I’ve been using 50 degree and steeper seats since the late 1990’s. It’s not new.

Like everything else, things like this are slow to catch on.

There are some big names that disagree with a 50 degree seat on “low” lifts but I’ve tested it. The 50 always made more power IF the shape of the valve is correct AND the valve job is done correctly.

One example is a 4 cylinder Esslinger paved circle track deal. Two identical engines in two identical chassis.

The only differences were the valve job and the correct cam as a 50 degree valve job take’s different cam timing.

I can’t remember the power difference on the dyno but I think it was the mid 20’s.

On the track, the 50 degree engine blew the doors of its sister car and pretty much every other car there.

Of course, the car owner was pissed because the 50 had the “better” cam and I told the dude not better for the 45 degree seat.

After two weeks of sniveling I told him to call Bullet and order the wrong cam for the 45 because I wouldn’t do it.

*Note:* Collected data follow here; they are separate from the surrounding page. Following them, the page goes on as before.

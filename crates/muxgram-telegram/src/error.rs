//! Chat adapter error types.

use thiserror::Error;

/// Errors from the chat platform.
#[derive(Debug, Error)]
pub enum ChatError {
    /// The Telegram API rejected or failed a request.
    #[error("telegram API error: {0}")]
    Api(#[from] teloxide::RequestError),

    /// A thread id outside Telegram's 32-bit message-id space.
    #[error("thread id out of range: {0}")]
    ThreadIdOutOfRange(i64),

    /// A message id outside Telegram's 32-bit message-id space.
    #[error("message id out of range: {0}")]
    MessageIdOutOfRange(i64),
}

/// Result type for chat operations.
pub type ChatResult<T> = Result<T, ChatError>;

We did the cam change and on the dyno it was a pig. Peak power was close but it looked like a 2 stroke curve with a sharp peak and no over rev. The customer watched every dyno pull.

At the track he got lapped. It was embarrassing. Of course all the
“smart” people said it wasn’t the valve job that made the 50 degree engine faster.

Finally, at the end of a frustrating year where his hired driver won the championship the customer caved and let me do a 50 to his head.

He won the last race that year and the championship next year.

I can tell you more examples like that. It’s not magic. It’s a part of the entire engine build.

Doesn’t matter to me who uses what valve job but when guys like DD repeat the same nonsense about curtain area and lift “rules” I call them out because they are wrong.